Emerging growth company ☐
If an emerging growth company, indicate by check mark if the registrant has elected not to use the extended transition period for complying with any new or revised financial accounting standards provided pursuant to Section 13(a) of the Exchange Act. ☐
Item 8.01 Other Events
As previously disclosed, on March 30, 2026, Pliant Therapeutics, Inc. (the “Company”) entered into a Sales Agreement, or the 2026 Sales Agreement, with Leerink Partners LLC, as sales agent, with respect to an at-the-market offering program to sell shares of the Company’s common stock from time to time through the sales agent. Pursuant to the “at the market offering” prospectus, the Company may offer and sell shares of its common stock having an aggregate offering price of up to $50.0 million.
Effective as of March 27, 2026, the Company terminated the Controlled Equity Offering℠ Sales Agreement dated July 2, 2021, or the 2021 Sales Agreement, with Cantor Fitzgerald & Co. The Company is not subject to any termination penalties related to the termination of the 2021 Sales Agreement. Prior to termination, the Company had not sold any shares of its common stock pursuant to the 2021 Sales Agreement. As a result of the termination of the 2021 Sales Agreement, the Company will not offer or sell any shares of its common stock under the 2021 Sales Agreement.

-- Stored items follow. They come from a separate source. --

//! Page table entries and the 512-entry table they compose.
//!
//! Grounded on `hadron-core/src/arch/x86_64/structures/paging`'s
//! entry/flags split, but the AVAILABLE_1 bit is given a fixed meaning here
//! (one AVAILABLE bit repurposed as COW) rather than being
//! left generic.

use bitflags::bitflags;
use vireo_core::addr::PhysAddr;

bitflags! {
    /// x86_64 page-table entry flag bits.
    #[derive(Debug, Clone, Copy, PartialEq, Eq)]
    pub struct PtFlags: u64 {
        /// The entry points at a valid next-level table or leaf frame.
        const PRESENT = 1 << 0;
        /// Writes are permitted through this entry.
        const WRITABLE = 1 << 1;
        /// Ring-3 accesses are permitted through this entry.
        const USER = 1 << 2;
        /// Write-through caching.
        const WRITE_THROUGH = 1 << 3;
        /// Caching disabled for the region this entry covers.
        const CACHE_DISABLE = 1 << 4;
        /// Set by hardware on first access.
        const ACCESSED = 1 << 5;
        /// Set by hardware on first write (leaf entries only).
        const DIRTY = 1 << 6;
        /// At PD/PDPT level, terminates the walk as a 2 MiB/1 GiB page.
        const HUGE = 1 << 7;
        /// Survives a `mov cr3` reload (requires CR4.PGE).
        const GLOBAL = 1 << 8;
        /// Repurposed AVAILABLE bit: this leaf is copy-on-write.
        const COW = 1 << 9;
        /// Execution is forbidden through this entry (requires EFER.NXE).
        const NO_EXECUTE = 1 << 63;
    }
}

impl PtFlags {
    /// The flag set for an intermediate (non-leaf) table entry: present,
    /// writable, and `USER` if any leaf beneath it needs user access.
    #[must_use]
    pub fn intermediate_for(leaf: PtFlags) -> PtFlags {
        let mut flags = PtFlags::PRESENT | PtFlags::WRITABLE;
        if leaf.contains(PtFlags::USER) {
            flags |= PtFlags::USER;
        }
        flags
    }
}

const ADDR_MASK: u64 = 0x000f_ffff_ffff_f000;

/// One 8-byte page-table entry: a physical address plus [`PtFlags`].
#[derive(Debug, Clone, Copy, PartialEq, Eq)]
#[repr(transparent)]
pub struct PageTableEntry(u64);

impl PageTableEntry {
    /// The all-zero (not-present) entry.
    pub const EMPTY: Self = Self(0);

    /// Builds an entry pointing at `addr` with `flags`.
    #[must_use]
    pub fn new(addr: PhysAddr, flags: PtFlags) -> Self {
        Self((addr.as_u64() & ADDR_MASK) | flags.bits())
    }

    /// `true` if [`PtFlags::PRESENT`] is set.
    #[must_use]
    pub const fn is_present(self) -> bool {
        self.0 & PtFlags::PRESENT.bits() != 0
    }

    /// The physical address this entry targets (masked to bits 12..52).
    #[must_use]
    pub const fn address(self) -> PhysAddr {
        PhysAddr::new(self.0 & ADDR_MASK)
    }

    /// The flag bits of this entry.
    #[must_use]
    pub fn flags(self) -> PtFlags {
        PtFlags::from_bits_truncate(self.0)
    }

    /// Returns a copy of this entry with `flags` replacing the flag bits,
    /// keeping the same target address.
    #[must_use]
    pub fn with_flags(self, flags: PtFlags) -> Self {
        Self::new(self.address(), flags)
    }
}

/// A 4 KiB, 512-entry page-table node (PML4, PDPT, PD, or PT).
#[repr(C, align(4096))]
pub struct PageTable {
    /// The 512 entries of this node.
    pub entries: [PageTableEntry; 512],
}

impl PageTable {
    /// Number of entries in a table.
    pub const LEN: usize = 512;
}

#[cfg(test)]
mod tests {
    use super::*;

    #[test]
    fn entry_roundtrips_address_and_flags() {
        let addr = PhysAddr::new(0x1234_5000);
        let flags = PtFlags::PRESENT | PtFlags::WRITABLE | PtFlags::USER;
        let e = PageTableEntry::new(addr, flags);
        assert_eq!(e.address(), addr);
        assert_eq!(e.flags(), flags);
        assert!(e.is_present());
    }

    #[test]
    fn empty_entry_is_not_present() {
        assert!(!PageTableEntry::EMPTY.is_present());
    }

    #[test]
    fn intermediate_for_propagates_user_bit() {
        let leaf = PtFlags::PRESENT | PtFlags::WRITABLE | PtFlags::USER;
        let inter = PtFlags::intermediate_for(leaf);
        assert!(inter.contains(PtFlags::USER));
        assert!(inter.contains(PtFlags::PRESENT | PtFlags::WRITABLE));

        let kernel_leaf = PtFlags::PRESENT | PtFlags::WRITABLE;
        assert!(!PtFlags::intermediate_for(kernel_leaf).contains(PtFlags::USER));
    }

    #[test]
    fn with_flags_preserves_address() {
        let addr = PhysAddr::new(0x2000);
        let e = PageTableEntry::new(addr, PtFlags::PRESENT);
        let e2 = e.with_flags(PtFlags::PRESENT | PtFlags::WRITABLE);
        assert_eq!(e2.address(), addr);
        assert!(e2.flags().contains(PtFlags::WRITABLE));
    }

    #[test]
    fn page_table_size_is_one_frame() {
        assert_eq!(core::mem::size_of::<PageTable>(), 4096);
    }
}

A copy of the 2021 Sales Agreement was filed as Exhibit 1.2 to the registration statement on Form S-3ASR (File No. 333-257684) filed by the Company on July 2, 2021. The description of the 2021 Sales Agreement contained herein does not purport to be complete and is qualified in its entirety by reference to the copy of the 2021 Sales Agreement filed as Exhibit 1.2 to the registration statement on Form S-3ASR (File No. 333-257684) filed by the Company on July 2, 2021.
SIGNATURES
Pursuant to the requirements of the Securities Exchange Act of 1934, the registrant has duly caused this report to be signed on its behalf by the undersigned thereunto duly authorized.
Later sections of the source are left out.